11:29Who is weake, and I be not weake? Who is offended, & I burne not?
11:30Yf I must nedes make my boast, I wil boast my selfe of myne infirmyte.
11:31God ye father of oure LORDE Iesus Christ, which is blessed for euer, knoweth that I lye not.
11:32At Damascon the gouernoure of ye people vnder kynge Aretas, kepte ye cite of the Damascenes, & wolde haue taken me.
11:33and at a wyndowe was I let downe in a basket thorow the wall, & so escaped his handes.
Coverdale Bible 1535

Coverdale Bible 1535

The Coverdale Bible, compiled by Myles Coverdale and published in 1535, was the first complete English translation of the Bible to contain both the Old and New Testament and translated from the original Hebrew and Greek. The later editions (folio and quarto) published in 1539 were the first complete Bibles printed in England. The 1539 folio edition carried the royal license and was, therefore, the first officially approved Bible translation in English.

Tyndale never had the satisfaction of completing his English Bible; but during his imprisonment, he may have learned that a complete translation, based largely upon his own, had actually been produced. The credit for this achievement, the first complete printed English Bible, is due to Miles Coverdale (1488-1569), afterward bishop of Exeter (1551-1553).

The details of its production are obscure. Coverdale met Tyndale in Hamburg, Germany in 1529, and is said to have assisted him in the translation of the Pentateuch.

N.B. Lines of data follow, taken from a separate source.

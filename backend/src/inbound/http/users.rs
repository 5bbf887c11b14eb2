//! User management handlers.
//!
//! ```text
//! GET    /api/v1/users?page=1&perPage=10
//! POST   /api/v1/users {"name":"Ann","email":"ann@example.com","password":"…","role":"user"}
//! PUT    /api/v1/users/{id}
//! DELETE /api/v1/users/{id}
//! ```
//!
//! Query strings and bodies are decoded only after the role gate, so
//! non-admins are refused before any input is inspected.

use actix_web::{HttpRequest, HttpResponse, delete, get, post, put, web};
use serde::{Deserialize, Serialize};
use utoipa::{IntoParams, ToSchema};

use crate::domain::ports::{ListUsersQuery, UserForm, UserPage};
use crate::domain::{Error, RequestContext, Role, User, UserPolicy};
use crate::inbound::http::ApiResult;
use crate::inbound::http::auth::current_actor;
use crate::inbound::http::payload::{decode_body, decode_query};
use crate::inbound::http::session::SessionContext;
use crate::inbound::http::state::HttpState;

/// Public view of a user; the password hash never leaves the server.
#[derive(Debug, Clone, PartialEq, Eq, Serialize, Deserialize, ToSchema)]
#[serde(rename_all = "camelCase")]
pub struct UserResponse {
    #[schema(example = "3fa85f64-5717-4562-b3fc-2c963f66afa6")]
    pub id: String,
    pub name: String,
    pub email: String,
    pub role: Role,
    /// RFC 3339 timestamp, absent until the address is verified.
    pub email_verified_at: Option<String>,
    pub created_at: String,
    pub updated_at: String,
}

impl From<User> for UserResponse {
    fn from(user: User) -> Self {
        Self {
            id: user.id.to_string(),
            name: user.name,
            email: user.email,
            role: user.role,
            email_verified_at: user.email_verified_at.map(|at| at.to_rfc3339()),
            created_at: user.created_at.to_rfc3339(),
            updated_at: user.updated_at.to_rfc3339(),
        }
    }
}

/// One page of users, newest first.
#[derive(Debug, Serialize, Deserialize, ToSchema)]
#[serde(rename_all = "camelCase")]
pub struct UserListResponse {
    pub data: Vec<UserResponse>,
    pub page: u32,
    pub per_page: u32,
    pub total: u64,
    pub last_page: u64,
}

impl From<UserPage> for UserListResponse {
    fn from(page: UserPage) -> Self {
        let last_page = page.last_page();
        Self {
            page: page.request.page(),
            per_page: page.request.per_page(),
            total: page.total,
            last_page,
            data: page.users.into_iter().map(UserResponse::from).collect(),
        }
    }
}

/// Raw pagination parameters; validated by the domain.
#[derive(Debug, Default, Deserialize, IntoParams)]
#[serde(rename_all = "camelCase")]
#[into_params(parameter_in = Query)]
pub struct ListUsersParams {
    /// One-based page number (default 1).
    pub page: Option<String>,
    /// Records per page, 1 to 100 (default 10).
    pub per_page: Option<String>,
}

impl From<ListUsersParams> for ListUsersQuery {
    fn from(params: ListUsersParams) -> Self {
        Self {
            page: params.page,
            per_page: params.per_page,
        }
    }
}

/// Body for creating or updating a user.
///
/// On update an absent or empty `password` keeps the current one.
#[derive(Default, Deserialize, Serialize, ToSchema)]
#[serde(default, rename_all = "camelCase")]
pub struct UserRequest {
    pub name: Option<String>,
    pub email: Option<String>,
    #[schema(format = Password)]
    pub password: Option<String>,
    #[schema(example = "user")]
    pub role: Option<String>,
}

impl From<UserRequest> for UserForm {
    fn from(request: UserRequest) -> Self {
        Self {
            name: request.name,
            email: request.email,
            password: request.password,
            role: request.role,
        }
    }
}

/// List users page by page.
#[utoipa::path(
    get,
    path = "/api/v1/users",
    params(ListUsersParams),
    responses(
        (status = 200, description = "Users", body = UserListResponse),
        (status = 400, description = "Invalid pagination", body = Error),
        (status = 401, description = "Unauthorised", body = Error),
        (status = 403, description = "Forbidden", body = Error),
        (status = 503, description = "Storage unavailable", body = Error)
    ),
    tags = ["users"],
    operation_id = "listUsers"
)]
#[get("/users")]
pub async fn list_users(
    state: web::Data<HttpState>,
    session: SessionContext,
    request: HttpRequest,
) -> ApiResult<web::Json<UserListResponse>> {
    let actor = current_actor(&state, &session).await?;
    UserPolicy.require_manager(&actor)?;
    let params: ListUsersParams = decode_query(request.query_string())?;
    let page = state.users.list_users(&actor, params.into()).await?;
    Ok(web::Json(page.into()))
}

/// Create a user.
#[utoipa::path(
    post,
    path = "/api/v1/users",
    request_body = UserRequest,
    responses(
        (status = 201, description = "User created", body = UserResponse),
        (status = 400, description = "Validation failed", body = Error),
        (status = 401, description = "Unauthorised", body = Error),
        (status = 403, description = "Forbidden", body = Error)
    ),
    tags = ["users"],
    operation_id = "createUser"
)]
#[post("/users")]
pub async fn create_user(
    state: web::Data<HttpState>,
    session: SessionContext,
    context: RequestContext,
    body: web::Bytes,
) -> ApiResult<HttpResponse> {
    let actor = current_actor(&state, &session).await?;
    UserPolicy.require_manager(&actor)?;
    let payload: UserRequest = decode_body(&body)?;
    let created = state
        .users
        .create_user(&actor, payload.into(), &context)
        .await?;
    Ok(HttpResponse::Created().json(UserResponse::from(created)))
}

/// Update a user.
#[utoipa::path(
    put,
    path = "/api/v1/users/{id}",
    params(("id" = String, Path, description = "User identifier")),
    request_body = UserRequest,
    responses(
        (status = 200, description = "User updated", body = UserResponse),
        (status = 400, description = "Validation failed", body = Error),
        (status = 401, description = "Unauthorised", body = Error),
        (status = 403, description = "Forbidden", body = Error),
        (status = 404, description = "User not found", body = Error)
    ),
    tags = ["users"],
    operation_id = "updateUser"
)]
#[put("/users/{id}")]
pub async fn update_user(
    state: web::Data<HttpState>,
    session: SessionContext,
    context: RequestContext,
    id: web::Path<String>,
    body: web::Bytes,
) -> ApiResult<web::Json<UserResponse>> {
    let actor = current_actor(&state, &session).await?;
    UserPolicy.require_manager(&actor)?;
    let payload: UserRequest = decode_body(&body)?;
    let updated = state
        .users
        .update_user(&actor, &id, payload.into(), &context)
        .await?;
    Ok(web::Json(updated.into()))
}

/// Delete a user other than the caller.
#[utoipa::path(
    delete,
    path = "/api/v1/users/{id}",
    params(("id" = String, Path, description = "User identifier")),
    responses(
        (status = 204, description = "User deleted"),
        (status = 401, description = "Unauthorised", body = Error),
        (status = 403, description = "Forbidden", body = Error),
        (status = 404, description = "User not found", body = Error)
    ),
    tags = ["users"],
    operation_id = "deleteUser"
)]
#[delete("/users/{id}")]
pub async fn delete_user(
    state: web::Data<HttpState>,
    session: SessionContext,
    context: RequestContext,
    id: web::Path<String>,
) -> ApiResult<HttpResponse> {
    let actor = current_actor(&state, &session).await?;
    state.users.delete_user(&actor, &id, &context).await?;
    Ok(HttpResponse::NoContent().finish())
}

His own work was done under the patronage of Oliver Cromwell, who was anxious for the publication of an English Bible; and it was no doubt forwarded by the action of Convocation, which, under Archbishop Cranmer's leading, had petitioned in 1534 for the undertaking of such a work.

Coverdale's Bible was probably printed by Froschover in Zurich, Switzerland and was published at the end of 1535, with a dedication to Henry VIII. By this time, the conditions were more favorable to a Protestant Bible than they had been in 1525. Henry had finally broken with the Pope and had committed himself to the principle of an English Bible. Coverdale's work was accordingly tolerated by authority, and when the second edition of it appeared in 1537 (printed by an English printer, Nycolson of Southwark), it bore on its title-page the words, "Set forth with the King's most gracious license." In licensing Coverdale's translation, King Henry probably did not know how far he was sanctioning the work of Tyndale, which he had previously condemned.

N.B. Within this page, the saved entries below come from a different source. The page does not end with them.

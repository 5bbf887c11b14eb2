//! Embedded schema migrations applied at startup.
//!
//! `diesel_migrations` needs a synchronous connection, so callers on an async
//! runtime should run [`run_pending_migrations`] inside `spawn_blocking`.

use diesel::Connection;
use diesel::pg::PgConnection;
use diesel_migrations::{EmbeddedMigrations, MigrationHarness, embed_migrations};
use tracing::info;

/// Migrations from `backend/migrations`, compiled into the binary.
pub const MIGRATIONS: EmbeddedMigrations = embed_migrations!("migrations");

/// Errors raised while applying migrations.
#[derive(Debug, Clone, PartialEq, Eq, thiserror::Error)]
pub enum MigrationError {
    /// The database could not be reached.
    #[error("migration connection failed: {message}")]
    Connection { message: String },
    /// A migration failed to apply.
    #[error("migration failed: {message}")]
    Apply { message: String },
}

/// Apply every pending migration and return how many ran.
///
/// # Errors
///
/// Returns [`MigrationError`] when connecting or applying fails.
pub fn run_pending_migrations(database_url: &str) -> Result<usize, MigrationError> {
    let mut conn = PgConnection::establish(database_url).map_err(|err| {
        MigrationError::Connection {
            message: err.to_string(),
        }
    })?;
    let applied = conn
        .run_pending_migrations(MIGRATIONS)
        .map_err(|err| MigrationError::Apply {
            message: err.to_string(),
        })?;
    for version in &applied {
        info!(%version, "applied migration");
    }
    Ok(applied.len())
}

In the New Testament, in particular, Tyndale's version is the basis of Coverdale's, and to a somewhat less extent this is also the case in the Pentateuch and Jonah; but Coverdale revised the work of his predecessor with the help of the Zurich German Bible of Zwingli and others (1524-1529), a Latin version by Pagninus, the Vulgate, and Luther. In his preface, he explicitly disclaims originality as a translator, and there is no sign that he made any noticeable use of the Greek and Hebrew; but he used the available Latin, German, and English versions with judgment. In the parts of the Old Testament which Tyndale had not published he appears to have translated mainly from the Zurich Bible. [Coverdale's Bible of 1535 was reprinted by Bagster, 1838.]

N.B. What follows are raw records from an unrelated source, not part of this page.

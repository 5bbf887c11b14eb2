//! Backend entry-point: loads settings, prepares storage and serves the API.

mod server;

use mockable::DefaultEnv;
use tracing::{info, warn};
use tracing_subscriber::{EnvFilter, fmt};

use accounts::inbound::http::session_config::{BuildMode, session_settings_from_env};
use accounts::outbound::persistence::{DbPool, PoolConfig, run_pending_migrations};

use server::settings::load_settings;
use server::{ServerConfig, create_server};

/// Application bootstrap.
#[actix_web::main]
async fn main() -> std::io::Result<()> {
    if let Err(e) = fmt()
        .with_env_filter(EnvFilter::from_default_env())
        .json()
        .try_init()
    {
        warn!(error = %e, "tracing init failed");
    }

    let settings = load_settings()?;
    let session = session_settings_from_env(&DefaultEnv::new(), BuildMode::from_debug_assertions())
        .map_err(std::io::Error::other)?;
    let mut config = ServerConfig::new(&settings, session)?;

    match settings.database_url() {
        Some(url) => {
            let migration_url = url.to_owned();
            let applied = tokio::task::spawn_blocking(move || run_pending_migrations(&migration_url))
                .await
                .map_err(std::io::Error::other)?
                .map_err(std::io::Error::other)?;
            info!(applied, "database migrations complete");
            let mut pool_config = PoolConfig::new(url);
            if let Some(size) = settings.database_pool_size {
                pool_config = pool_config.with_max_size(size);
            }
            let pool = DbPool::new(pool_config)
                .await
                .map_err(std::io::Error::other)?;
            config = config.with_db_pool(pool);
        }
        None => warn!("no database_url configured; accounts are kept in memory"),
    }

    info!(addr = %config.bind_addr(), "starting accounts server");
    create_server(config).await?.await
}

In one respect Coverdale's Bible was groundbreaking, namely, in the arrangement of the books of the. It is to Tyndale's example, no doubt, that the action of Coverdale is due. His Bible is divided into six parts -- (1) Pentateuch; (2) Joshua -- Esther; (3) Job -- "Solomon's Balettes" (i.e. Canticles); (4) Prophets; (5) "Apocrypha, the books and treatises which among the fathers of old are not reckoned to be of like authority with the other books of the Bible, neither are they found in the canon of the Hebrew"; (6) the New Testament. This represents the view generally taken by the Reformers, both in Germany and in England, and so far as concerns the English Bible, Coverdale's example was decisive.